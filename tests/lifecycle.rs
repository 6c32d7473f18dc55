mod common;

use std::sync::Arc;
use std::sync::atomic::{AtomicBool, AtomicUsize, Ordering};
use std::time::Duration;

use futures::future::Shared;
use parking_lot::Mutex;
use splithost::lifecycle::BeforeShutdownError;
use splithost::{LifecyclePhase, Platform, RelaunchOptions, ShutdownReason, UiTarget, UnloadReason};

use common::Host;

fn counter() -> (Arc<AtomicUsize>, impl Fn() + Send + Sync + 'static) {
    let count = Arc::new(AtomicUsize::new(0));
    let c = Arc::clone(&count);
    (count, move || {
        c.fetch_add(1, Ordering::SeqCst);
    })
}

#[tokio::test]
async fn quit_unloads_windows_joins_and_exits() {
    let host = Host::new(Platform::Linux, &["app"]);
    let ui = host.open_window(1, false).await;
    assert_eq!(host.main.window_count(), 1);

    let joined = Arc::new(AtomicBool::new(false));
    let j = Arc::clone(&joined);
    let _join = ui.participant.on_will_shutdown().subscribe(move |event| {
        assert_eq!(event.reason(), UnloadReason::Quit);
        let j = Arc::clone(&j);
        event.join("flush-state", async move {
            tokio::time::sleep(Duration::from_millis(30)).await;
            j.store(true, Ordering::SeqCst);
            Ok(())
        });
    });
    let (did_shutdown, on_did) = counter();
    let _did = ui.participant.on_did_shutdown().subscribe(move |_| on_did());
    let (main_will, on_main_will) = counter();
    let _main_will = host.main.on_will_shutdown().subscribe(move |event| {
        assert_eq!(event.reason(), ShutdownReason::Quit);
        on_main_will();
    });

    let vetoed = host.main.quit(false).await;
    assert!(!vetoed);
    assert_eq!(host.app.exited().await, 0);

    assert!(joined.load(Ordering::SeqCst));
    assert_eq!(did_shutdown.load(Ordering::SeqCst), 1);
    assert_eq!(main_will.load(Ordering::SeqCst), 1);
    assert!(ui.window.is_destroyed());
    assert_eq!(host.main.window_count(), 0);
    assert_eq!(ui.participant.shutdown_reason(), Some(UnloadReason::Quit));
}

#[tokio::test]
async fn veto_keeps_windows_and_resets_quit() {
    let host = Host::new(Platform::Linux, &["app"]);
    let ui = host.open_window(1, false).await;
    let _veto = ui
        .participant
        .on_before_shutdown()
        .subscribe(|event| event.veto(true, "unsaved-document"));
    let (vetoes, on_veto) = counter();
    let _seen = ui.participant.on_shutdown_veto().subscribe(move |_| on_veto());

    assert!(host.main.quit(false).await);
    assert!(!host.main.quit_requested());
    assert!(!ui.window.is_destroyed());
    assert_eq!(host.main.window_count(), 1);
    assert_eq!(vetoes.load(Ordering::SeqCst), 1);
    assert_eq!(host.app.exit_code(), None);
    assert_eq!(ui.participant.shutdown_reason(), None);
}

#[tokio::test]
async fn failing_deferred_veto_counts_as_veto() {
    let host = Host::new(Platform::Linux, &["app"]);
    let ui = host.open_window(1, false).await;
    let _veto = ui.participant.on_before_shutdown().subscribe(|event| {
        event.veto_later(async { Err::<bool, _>(anyhow::anyhow!("disk unavailable")) }, "autosave");
    });
    let errors: Arc<Mutex<Vec<BeforeShutdownError>>> = Arc::default();
    let e = Arc::clone(&errors);
    let _errors = ui
        .participant
        .on_before_shutdown_error()
        .subscribe(move |err| e.lock().push(err.clone()));

    assert!(host.main.quit(false).await);
    let errors = errors.lock().clone();
    assert_eq!(errors.len(), 1);
    assert_eq!(errors[0].id, "autosave");
    assert_eq!(errors[0].reason, UnloadReason::Quit);
    assert!(errors[0].message.contains("disk unavailable"));
}

#[tokio::test]
async fn deferred_no_veto_lets_close_proceed() {
    let host = Host::new(Platform::Linux, &["app"]);
    let ui = host.open_window(1, false).await;
    let _veto = ui.participant.on_before_shutdown().subscribe(|event| {
        event.veto_later(
            async {
                tokio::time::sleep(Duration::from_millis(20)).await;
                Ok(false)
            },
            "slow-check",
        );
    });
    let closing = Arc::new(Mutex::new(Vec::new()));
    let c = Arc::clone(&closing);
    let _closing = host
        .main
        .on_before_close_window()
        .subscribe(move |id| c.lock().push(*id));

    ui.window.close();
    let closed = ui.window.on_closed().next();
    tokio::time::timeout(Duration::from_secs(5), closed).await.unwrap();

    assert_eq!(*closing.lock(), vec![ui.window.id()]);
    assert_eq!(ui.participant.shutdown_reason(), Some(UnloadReason::Close));
    // Not quitting and not on macOS: the last window closing ends the app.
    assert_eq!(host.app.exited().await, 0);
}

#[tokio::test]
async fn concurrent_unloads_share_one_future() {
    let host = Host::new(Platform::Linux, &["app"]);
    let ui = host.open_window(1, false).await;
    let (asked, on_asked) = counter();
    let _count = ui.participant.on_before_shutdown().subscribe(move |_| on_asked());

    let target: Arc<dyn UiTarget> = ui.window.clone();
    let first = host.main.unload(&target, UnloadReason::Close);
    let second = host.main.unload(&target, UnloadReason::Reload);
    assert!(Shared::ptr_eq(&first, &second));

    assert!(!first.await);
    assert!(!second.await);
    assert_eq!(asked.load(Ordering::SeqCst), 1);

    let third = host.main.unload(&target, UnloadReason::Close);
    assert!(!third.await);
    assert_eq!(asked.load(Ordering::SeqCst), 2);
}

#[tokio::test]
async fn unload_of_unreachable_target_is_not_vetoed() {
    let host = Host::new(Platform::Linux, &["app"]);
    let ui = host.open_window(1, false).await;
    let _veto = ui
        .participant
        .on_before_shutdown()
        .subscribe(|event| event.veto(true, "never"));
    ui.client.disconnect();
    tokio::time::sleep(Duration::from_millis(20)).await;

    let target: Arc<dyn UiTarget> = ui.window.clone();
    assert!(!host.main.unload(&target, UnloadReason::Close).await);
}

#[tokio::test]
async fn before_quit_runs_once_on_macos_without_windows() {
    let host = Host::new(Platform::MacOs, &["app"]);
    let (before, on_before) = counter();
    let _before = host.main.on_before_shutdown().subscribe(move |_| on_before());
    let (will, on_will) = counter();
    let _will = host.main.on_will_shutdown().subscribe(move |_| on_will());

    host.app.emit_before_quit();
    host.app.emit_before_quit();
    assert_eq!(before.load(Ordering::SeqCst), 1);
    assert_eq!(will.load(Ordering::SeqCst), 1);
    assert!(host.main.quit_requested());

    let again = host.main.will_shutdown(ShutdownReason::Kill);
    again.await;
    assert_eq!(will.load(Ordering::SeqCst), 1);
}

#[tokio::test]
async fn macos_keeps_running_after_last_window_closes() {
    let host = Host::new(Platform::MacOs, &["app"]);
    let ui = host.open_window(1, false).await;

    ui.window.close();
    tokio::time::timeout(Duration::from_secs(5), ui.window.on_closed().next())
        .await
        .unwrap();
    tokio::time::sleep(Duration::from_millis(20)).await;

    assert_eq!(host.main.window_count(), 0);
    assert_eq!(host.app.exit_code(), None);
    assert_eq!(host.app.quit_calls(), 0);
}

#[tokio::test(start_paused = true)]
async fn kill_exits_within_deadlines_despite_stuck_window() {
    let host = Host::new(Platform::Linux, &["app"]);
    let _ui = host.open_window(1, true).await;
    let _hang = host.main.on_will_shutdown().subscribe(|event| {
        assert_eq!(event.reason(), ShutdownReason::Kill);
        event.join("never-finishes", futures::future::pending());
    });

    let started = tokio::time::Instant::now();
    host.main.kill(42).await;
    let elapsed = started.elapsed();

    assert_eq!(host.app.exit_code(), Some(42));
    assert!(elapsed >= Duration::from_secs(2), "{elapsed:?}");
    assert!(elapsed < Duration::from_millis(2200), "{elapsed:?}");
}

#[tokio::test]
async fn participant_kill_reaches_main() {
    let host = Host::new(Platform::Linux, &["app"]);
    let ui = host.open_window(1, false).await;

    ui.participant.kill(3).await.unwrap();
    assert_eq!(host.app.exit_code(), Some(3));
    assert!(ui.window.is_destroyed());
}

#[tokio::test]
async fn relaunch_adjusts_arguments() {
    let host = Host::new(Platform::Linux, &["app", "--verbose", "--profile", "a", "--verbose"]);

    let vetoed = host
        .main
        .relaunch(RelaunchOptions {
            add_args: vec!["--restarted".into()],
            remove_args: vec!["--verbose".into()],
        })
        .await;

    assert!(!vetoed);
    assert!(host.main.is_restarting());
    assert_eq!(host.app.exited().await, 0);
    assert_eq!(
        host.app.relaunched(),
        Some(vec![
            "--profile".to_string(),
            "a".into(),
            "--verbose".into(),
            "--restarted".into()
        ])
    );
}

#[tokio::test]
async fn vetoed_relaunch_does_not_relaunch() {
    let host = Host::new(Platform::Linux, &["app"]);
    let ui = host.open_window(1, false).await;
    let _veto = ui
        .participant
        .on_before_shutdown()
        .subscribe(|event| event.veto(true, "busy"));

    assert!(ui.participant.relaunch(RelaunchOptions::default()).await.unwrap());
    assert_eq!(host.app.relaunched(), None);
    assert_eq!(host.app.exit_code(), None);
    assert!(!host.main.is_restarting());
    assert!(!host.main.quit_requested());

    // A later plain quit does not inherit the restart flag.
    assert!(host.main.quit(false).await);
    assert!(!host.main.is_restarting());
}

#[tokio::test]
async fn reload_unloads_then_reloads() {
    let host = Host::new(Platform::Linux, &["app"]);
    let ui = host.open_window(1, false).await;
    let target: Arc<dyn UiTarget> = ui.window.clone();

    assert!(!host.main.reload(&target).await);
    assert_eq!(ui.window.reloads(), 1);
    assert_eq!(ui.participant.shutdown_reason(), Some(UnloadReason::Reload));

    let _veto = ui
        .participant
        .on_before_shutdown()
        .subscribe(|event| event.veto(true, "editing"));
    assert!(host.main.reload(&target).await);
    assert_eq!(ui.window.reloads(), 1);
}

#[tokio::test]
async fn phases_only_move_forward() {
    let host = Host::new(Platform::Linux, &["app"]);
    assert_eq!(host.main.phase(), LifecyclePhase::Starting);

    let ready = {
        let main = Arc::clone(&host.main);
        tokio::spawn(async move { main.when(LifecyclePhase::Ready).await })
    };
    host.main.set_phase(LifecyclePhase::Ready).unwrap();
    tokio::time::timeout(Duration::from_secs(1), ready).await.unwrap().unwrap();

    assert!(host.main.set_phase(LifecyclePhase::Starting).is_err());
    assert_eq!(host.main.phase(), LifecyclePhase::Ready);
}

**Problem to solve:** Return the lines exactly as they stand, please. Start at the top of the material and finish with the line where "let _join = ui.participant.on_will_shutdown().subscribe(move" appears.

**Output for this task:**
filename tests/lifecycle.rs
repository 6c32d7473f18dc55
mod common;

use std::sync::Arc;
use std::sync::atomic::{AtomicBool, AtomicUsize, Ordering};
use std::time::Duration;

use futures::future::Shared;
use parking_lot::Mutex;
use splithost::lifecycle::BeforeShutdownError;
use splithost::{LifecyclePhase, Platform, RelaunchOptions, ShutdownReason, UiTarget, UnloadReason};

use common::Host;

fn counter() -> (Arc<AtomicUsize>, impl Fn() + Send + Sync + 'static) {
    let count = Arc::new(AtomicUsize::new(0));
    let c = Arc::clone(&count);
    (count, move || {
        c.fetch_add(1, Ordering::SeqCst);
    })
}

#[tokio::test]
async fn quit_unloads_windows_joins_and_exits() {
    let host = Host::new(Platform::Linux, &["app"]);
    let ui = host.open_window(1, false).await;
    assert_eq!(host.main.window_count(), 1);

    let joined = Arc::new(AtomicBool::new(false));
    let j = Arc::clone(&joined);
    let _join = ui.participant.on_will_shutdown().subscribe(move |event| {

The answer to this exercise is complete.